> _The data_:
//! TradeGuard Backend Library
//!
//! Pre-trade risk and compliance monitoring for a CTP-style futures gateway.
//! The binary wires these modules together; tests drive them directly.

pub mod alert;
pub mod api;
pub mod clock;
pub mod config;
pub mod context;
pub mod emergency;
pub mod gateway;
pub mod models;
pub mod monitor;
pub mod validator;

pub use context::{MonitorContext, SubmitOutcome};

> _Problem requirements_:
Print out the full listing above, word for word.

> _Finished exercise_:
//! TradeGuard Backend Library
//!
//! Pre-trade risk and compliance monitoring for a CTP-style futures gateway.
//! The binary wires these modules together; tests drive them directly.

pub mod alert;
pub mod api;
pub mod clock;
pub mod config;
pub mod context;
pub mod emergency;
pub mod gateway;
pub mod models;
pub mod monitor;
pub mod validator;

pub use context::{MonitorContext, SubmitOutcome};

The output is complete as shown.